┌──
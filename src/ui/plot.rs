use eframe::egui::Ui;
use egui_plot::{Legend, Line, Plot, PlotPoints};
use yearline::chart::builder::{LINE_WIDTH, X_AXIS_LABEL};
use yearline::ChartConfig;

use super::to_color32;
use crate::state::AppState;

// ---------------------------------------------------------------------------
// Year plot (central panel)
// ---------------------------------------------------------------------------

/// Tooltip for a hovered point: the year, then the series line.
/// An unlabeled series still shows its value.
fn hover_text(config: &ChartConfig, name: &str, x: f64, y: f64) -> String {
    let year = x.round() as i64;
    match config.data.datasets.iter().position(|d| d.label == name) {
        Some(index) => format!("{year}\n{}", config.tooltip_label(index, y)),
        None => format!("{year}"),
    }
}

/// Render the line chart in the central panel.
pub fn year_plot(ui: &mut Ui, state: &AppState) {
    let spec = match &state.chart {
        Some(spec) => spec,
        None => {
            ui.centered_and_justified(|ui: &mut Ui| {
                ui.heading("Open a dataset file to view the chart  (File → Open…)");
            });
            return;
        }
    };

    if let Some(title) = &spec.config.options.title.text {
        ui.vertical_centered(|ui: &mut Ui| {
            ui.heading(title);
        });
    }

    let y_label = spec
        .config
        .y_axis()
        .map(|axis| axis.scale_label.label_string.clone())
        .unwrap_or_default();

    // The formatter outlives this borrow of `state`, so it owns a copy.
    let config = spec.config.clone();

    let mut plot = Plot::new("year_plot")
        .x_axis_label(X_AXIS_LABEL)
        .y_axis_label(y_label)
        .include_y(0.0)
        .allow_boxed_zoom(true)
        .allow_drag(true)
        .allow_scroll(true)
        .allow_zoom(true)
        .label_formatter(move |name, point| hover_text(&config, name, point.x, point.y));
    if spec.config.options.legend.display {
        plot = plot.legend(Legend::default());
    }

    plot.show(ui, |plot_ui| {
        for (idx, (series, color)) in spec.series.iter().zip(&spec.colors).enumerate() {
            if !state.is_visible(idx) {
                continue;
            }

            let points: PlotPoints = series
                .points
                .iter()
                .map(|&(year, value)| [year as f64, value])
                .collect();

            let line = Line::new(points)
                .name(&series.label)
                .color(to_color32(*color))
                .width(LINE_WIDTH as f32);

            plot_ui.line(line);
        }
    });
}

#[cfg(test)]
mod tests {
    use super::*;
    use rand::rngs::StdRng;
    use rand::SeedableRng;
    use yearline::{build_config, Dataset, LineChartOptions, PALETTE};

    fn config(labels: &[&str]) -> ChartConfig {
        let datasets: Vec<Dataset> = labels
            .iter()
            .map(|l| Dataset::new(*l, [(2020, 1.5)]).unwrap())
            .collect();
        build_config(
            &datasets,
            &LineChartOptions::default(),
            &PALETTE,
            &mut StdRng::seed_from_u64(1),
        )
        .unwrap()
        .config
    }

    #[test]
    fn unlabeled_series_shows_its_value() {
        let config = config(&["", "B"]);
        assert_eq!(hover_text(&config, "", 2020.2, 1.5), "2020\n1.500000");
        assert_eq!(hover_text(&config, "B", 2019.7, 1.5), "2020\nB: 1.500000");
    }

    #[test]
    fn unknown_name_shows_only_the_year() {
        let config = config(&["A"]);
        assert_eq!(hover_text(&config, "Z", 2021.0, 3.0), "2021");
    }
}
└──
┌──
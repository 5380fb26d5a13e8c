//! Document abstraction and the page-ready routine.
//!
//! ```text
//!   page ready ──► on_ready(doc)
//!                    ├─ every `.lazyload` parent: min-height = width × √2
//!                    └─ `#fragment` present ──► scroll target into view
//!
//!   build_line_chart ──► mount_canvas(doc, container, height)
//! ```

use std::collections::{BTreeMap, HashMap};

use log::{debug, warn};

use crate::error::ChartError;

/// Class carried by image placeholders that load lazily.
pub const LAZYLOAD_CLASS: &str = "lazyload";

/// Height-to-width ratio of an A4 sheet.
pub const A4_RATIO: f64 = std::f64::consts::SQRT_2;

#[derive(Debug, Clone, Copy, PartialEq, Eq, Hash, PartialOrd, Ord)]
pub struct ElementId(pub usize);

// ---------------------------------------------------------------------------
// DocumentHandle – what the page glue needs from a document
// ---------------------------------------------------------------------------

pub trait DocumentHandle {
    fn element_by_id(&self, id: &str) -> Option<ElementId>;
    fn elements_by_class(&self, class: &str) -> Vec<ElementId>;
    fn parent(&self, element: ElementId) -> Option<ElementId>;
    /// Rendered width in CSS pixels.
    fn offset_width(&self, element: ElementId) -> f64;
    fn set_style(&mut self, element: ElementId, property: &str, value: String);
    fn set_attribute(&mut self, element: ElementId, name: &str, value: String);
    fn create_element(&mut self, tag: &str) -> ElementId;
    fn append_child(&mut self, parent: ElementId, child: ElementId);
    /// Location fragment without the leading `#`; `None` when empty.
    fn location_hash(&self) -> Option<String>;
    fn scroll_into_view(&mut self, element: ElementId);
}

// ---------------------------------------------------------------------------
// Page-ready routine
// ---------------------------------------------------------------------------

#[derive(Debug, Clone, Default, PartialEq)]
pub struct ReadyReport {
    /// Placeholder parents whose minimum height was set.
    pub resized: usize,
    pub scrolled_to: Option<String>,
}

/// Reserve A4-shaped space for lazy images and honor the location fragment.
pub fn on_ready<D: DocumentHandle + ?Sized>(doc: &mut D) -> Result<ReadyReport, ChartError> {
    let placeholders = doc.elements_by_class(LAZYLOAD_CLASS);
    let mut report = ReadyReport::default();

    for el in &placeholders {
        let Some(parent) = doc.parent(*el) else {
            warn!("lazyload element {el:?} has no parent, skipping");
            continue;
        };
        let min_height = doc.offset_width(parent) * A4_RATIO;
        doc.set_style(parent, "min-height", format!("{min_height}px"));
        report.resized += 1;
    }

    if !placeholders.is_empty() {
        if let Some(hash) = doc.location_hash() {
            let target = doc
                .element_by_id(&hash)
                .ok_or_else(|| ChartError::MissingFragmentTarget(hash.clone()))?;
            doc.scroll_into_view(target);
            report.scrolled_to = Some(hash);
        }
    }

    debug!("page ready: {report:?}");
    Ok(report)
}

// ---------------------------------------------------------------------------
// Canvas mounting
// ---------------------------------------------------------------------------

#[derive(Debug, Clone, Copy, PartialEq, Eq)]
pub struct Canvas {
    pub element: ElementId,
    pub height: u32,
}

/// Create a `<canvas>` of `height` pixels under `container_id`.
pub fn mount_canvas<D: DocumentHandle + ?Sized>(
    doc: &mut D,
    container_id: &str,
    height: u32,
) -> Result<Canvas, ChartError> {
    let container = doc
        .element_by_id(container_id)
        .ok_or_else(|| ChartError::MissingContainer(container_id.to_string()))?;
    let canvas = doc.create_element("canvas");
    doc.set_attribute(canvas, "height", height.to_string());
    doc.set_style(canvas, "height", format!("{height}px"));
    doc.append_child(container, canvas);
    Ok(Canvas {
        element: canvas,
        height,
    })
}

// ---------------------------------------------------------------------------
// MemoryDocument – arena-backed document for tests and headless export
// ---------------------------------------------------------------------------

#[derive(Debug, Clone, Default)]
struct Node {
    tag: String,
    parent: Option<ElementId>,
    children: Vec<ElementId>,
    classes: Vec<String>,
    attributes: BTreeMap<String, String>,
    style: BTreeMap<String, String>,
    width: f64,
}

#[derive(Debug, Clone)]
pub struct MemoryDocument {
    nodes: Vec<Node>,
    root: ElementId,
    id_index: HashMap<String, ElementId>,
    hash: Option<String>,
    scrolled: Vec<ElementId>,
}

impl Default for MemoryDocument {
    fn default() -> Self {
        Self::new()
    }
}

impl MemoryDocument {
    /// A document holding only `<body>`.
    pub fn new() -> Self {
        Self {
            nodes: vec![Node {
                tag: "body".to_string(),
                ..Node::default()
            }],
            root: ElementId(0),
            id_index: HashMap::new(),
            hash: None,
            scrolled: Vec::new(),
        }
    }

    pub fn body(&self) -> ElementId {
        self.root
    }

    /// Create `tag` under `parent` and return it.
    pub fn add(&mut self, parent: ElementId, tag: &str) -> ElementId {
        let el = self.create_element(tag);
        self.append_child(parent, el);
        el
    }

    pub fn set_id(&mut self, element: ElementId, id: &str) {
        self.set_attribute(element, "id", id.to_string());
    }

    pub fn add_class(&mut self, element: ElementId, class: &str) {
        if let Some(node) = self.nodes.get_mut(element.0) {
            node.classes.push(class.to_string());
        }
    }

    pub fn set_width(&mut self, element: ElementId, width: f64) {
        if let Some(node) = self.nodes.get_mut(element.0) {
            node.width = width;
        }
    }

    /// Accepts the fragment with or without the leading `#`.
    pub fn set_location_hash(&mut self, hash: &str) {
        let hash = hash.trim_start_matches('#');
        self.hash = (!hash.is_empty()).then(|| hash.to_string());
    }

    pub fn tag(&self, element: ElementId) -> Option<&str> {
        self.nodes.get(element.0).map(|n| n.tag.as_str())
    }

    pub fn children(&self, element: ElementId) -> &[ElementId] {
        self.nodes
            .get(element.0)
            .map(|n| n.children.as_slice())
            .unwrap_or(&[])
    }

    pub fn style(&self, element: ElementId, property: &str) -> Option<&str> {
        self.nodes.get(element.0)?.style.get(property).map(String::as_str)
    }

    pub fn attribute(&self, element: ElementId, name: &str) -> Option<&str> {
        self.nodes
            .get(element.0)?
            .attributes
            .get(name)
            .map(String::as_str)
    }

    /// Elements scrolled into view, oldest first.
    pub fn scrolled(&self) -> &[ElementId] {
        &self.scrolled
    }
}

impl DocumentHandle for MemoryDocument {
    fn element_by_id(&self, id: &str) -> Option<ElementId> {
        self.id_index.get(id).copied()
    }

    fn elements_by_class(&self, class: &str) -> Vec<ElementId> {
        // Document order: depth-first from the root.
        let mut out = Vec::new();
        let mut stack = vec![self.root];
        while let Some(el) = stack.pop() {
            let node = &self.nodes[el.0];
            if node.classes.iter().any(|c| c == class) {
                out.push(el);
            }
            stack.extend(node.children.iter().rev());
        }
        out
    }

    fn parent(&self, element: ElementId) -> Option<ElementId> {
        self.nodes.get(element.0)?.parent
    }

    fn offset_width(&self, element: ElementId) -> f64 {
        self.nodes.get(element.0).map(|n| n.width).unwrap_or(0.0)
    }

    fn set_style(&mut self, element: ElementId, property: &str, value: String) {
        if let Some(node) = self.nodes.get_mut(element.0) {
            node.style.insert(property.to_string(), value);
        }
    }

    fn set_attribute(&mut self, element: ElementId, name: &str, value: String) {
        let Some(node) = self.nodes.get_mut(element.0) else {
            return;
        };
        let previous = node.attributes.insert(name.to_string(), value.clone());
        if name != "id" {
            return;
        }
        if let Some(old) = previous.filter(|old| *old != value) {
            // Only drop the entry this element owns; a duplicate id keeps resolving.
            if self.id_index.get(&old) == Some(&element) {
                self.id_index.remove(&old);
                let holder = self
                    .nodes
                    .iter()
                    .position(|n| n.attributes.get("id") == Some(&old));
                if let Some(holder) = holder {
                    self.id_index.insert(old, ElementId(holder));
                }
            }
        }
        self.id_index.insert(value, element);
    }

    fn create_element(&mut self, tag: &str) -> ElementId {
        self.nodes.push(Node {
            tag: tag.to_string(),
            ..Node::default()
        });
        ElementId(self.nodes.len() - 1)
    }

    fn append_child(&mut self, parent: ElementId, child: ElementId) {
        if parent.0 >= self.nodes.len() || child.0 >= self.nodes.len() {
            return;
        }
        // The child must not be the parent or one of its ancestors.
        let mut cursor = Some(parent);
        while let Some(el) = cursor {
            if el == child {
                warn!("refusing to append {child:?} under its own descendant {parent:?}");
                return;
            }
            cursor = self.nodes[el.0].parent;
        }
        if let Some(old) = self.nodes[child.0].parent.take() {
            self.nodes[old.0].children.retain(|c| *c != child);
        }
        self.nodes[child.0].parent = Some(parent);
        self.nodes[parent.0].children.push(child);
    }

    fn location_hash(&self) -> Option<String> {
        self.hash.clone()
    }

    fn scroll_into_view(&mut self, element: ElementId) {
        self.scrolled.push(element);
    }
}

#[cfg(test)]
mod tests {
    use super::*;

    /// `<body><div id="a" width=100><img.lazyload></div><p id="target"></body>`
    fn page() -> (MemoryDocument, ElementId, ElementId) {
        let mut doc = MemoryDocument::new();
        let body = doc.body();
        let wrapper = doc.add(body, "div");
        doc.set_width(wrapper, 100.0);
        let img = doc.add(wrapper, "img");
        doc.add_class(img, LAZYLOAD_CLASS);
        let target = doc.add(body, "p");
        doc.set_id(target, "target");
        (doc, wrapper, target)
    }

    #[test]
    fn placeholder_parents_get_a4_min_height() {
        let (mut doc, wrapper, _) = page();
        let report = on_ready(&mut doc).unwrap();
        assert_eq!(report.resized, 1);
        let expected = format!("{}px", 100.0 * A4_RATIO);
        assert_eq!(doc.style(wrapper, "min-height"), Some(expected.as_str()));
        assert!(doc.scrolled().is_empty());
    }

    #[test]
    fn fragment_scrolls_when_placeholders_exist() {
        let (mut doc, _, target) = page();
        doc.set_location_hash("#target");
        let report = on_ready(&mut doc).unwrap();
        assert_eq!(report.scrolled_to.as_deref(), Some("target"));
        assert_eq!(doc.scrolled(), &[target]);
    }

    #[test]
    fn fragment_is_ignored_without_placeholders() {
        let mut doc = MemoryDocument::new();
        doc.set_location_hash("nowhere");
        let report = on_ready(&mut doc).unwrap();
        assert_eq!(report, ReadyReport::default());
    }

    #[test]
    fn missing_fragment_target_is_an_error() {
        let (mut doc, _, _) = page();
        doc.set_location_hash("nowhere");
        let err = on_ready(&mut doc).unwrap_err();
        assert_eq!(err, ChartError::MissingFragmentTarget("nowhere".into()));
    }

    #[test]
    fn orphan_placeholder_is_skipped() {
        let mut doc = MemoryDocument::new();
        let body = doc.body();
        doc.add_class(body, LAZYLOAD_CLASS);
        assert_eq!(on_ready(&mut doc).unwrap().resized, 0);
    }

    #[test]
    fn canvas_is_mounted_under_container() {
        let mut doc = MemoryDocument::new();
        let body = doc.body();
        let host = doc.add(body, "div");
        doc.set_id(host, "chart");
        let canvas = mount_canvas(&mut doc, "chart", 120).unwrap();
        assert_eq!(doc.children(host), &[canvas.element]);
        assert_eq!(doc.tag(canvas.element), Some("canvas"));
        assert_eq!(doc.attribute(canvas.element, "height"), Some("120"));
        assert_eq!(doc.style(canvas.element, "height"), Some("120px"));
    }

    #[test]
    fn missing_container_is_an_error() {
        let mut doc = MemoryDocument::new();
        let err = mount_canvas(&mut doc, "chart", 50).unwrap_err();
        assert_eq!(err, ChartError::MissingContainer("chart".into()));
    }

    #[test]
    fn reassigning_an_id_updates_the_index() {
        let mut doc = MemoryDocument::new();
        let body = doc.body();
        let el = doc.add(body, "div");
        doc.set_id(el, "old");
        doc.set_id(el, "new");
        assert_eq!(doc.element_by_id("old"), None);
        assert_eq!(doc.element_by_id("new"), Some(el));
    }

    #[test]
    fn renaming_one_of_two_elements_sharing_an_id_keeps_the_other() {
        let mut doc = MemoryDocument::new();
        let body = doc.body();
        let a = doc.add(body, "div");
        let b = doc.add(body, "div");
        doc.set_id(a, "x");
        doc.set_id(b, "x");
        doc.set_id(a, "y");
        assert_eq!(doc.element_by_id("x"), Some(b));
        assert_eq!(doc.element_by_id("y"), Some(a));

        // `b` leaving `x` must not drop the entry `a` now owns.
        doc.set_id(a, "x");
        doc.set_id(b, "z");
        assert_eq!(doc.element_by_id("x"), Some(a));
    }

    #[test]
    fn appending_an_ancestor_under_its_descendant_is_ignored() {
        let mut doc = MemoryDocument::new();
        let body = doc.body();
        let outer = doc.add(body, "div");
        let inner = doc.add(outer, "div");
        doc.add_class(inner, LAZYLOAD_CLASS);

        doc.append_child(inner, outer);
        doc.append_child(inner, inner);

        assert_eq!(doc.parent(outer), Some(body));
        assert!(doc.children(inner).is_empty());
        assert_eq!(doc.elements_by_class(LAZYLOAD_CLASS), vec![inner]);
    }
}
└──
Requirement: How many of the lines in the listing above carry the word "must"? Respond with that number alone.

Exercise answer: 2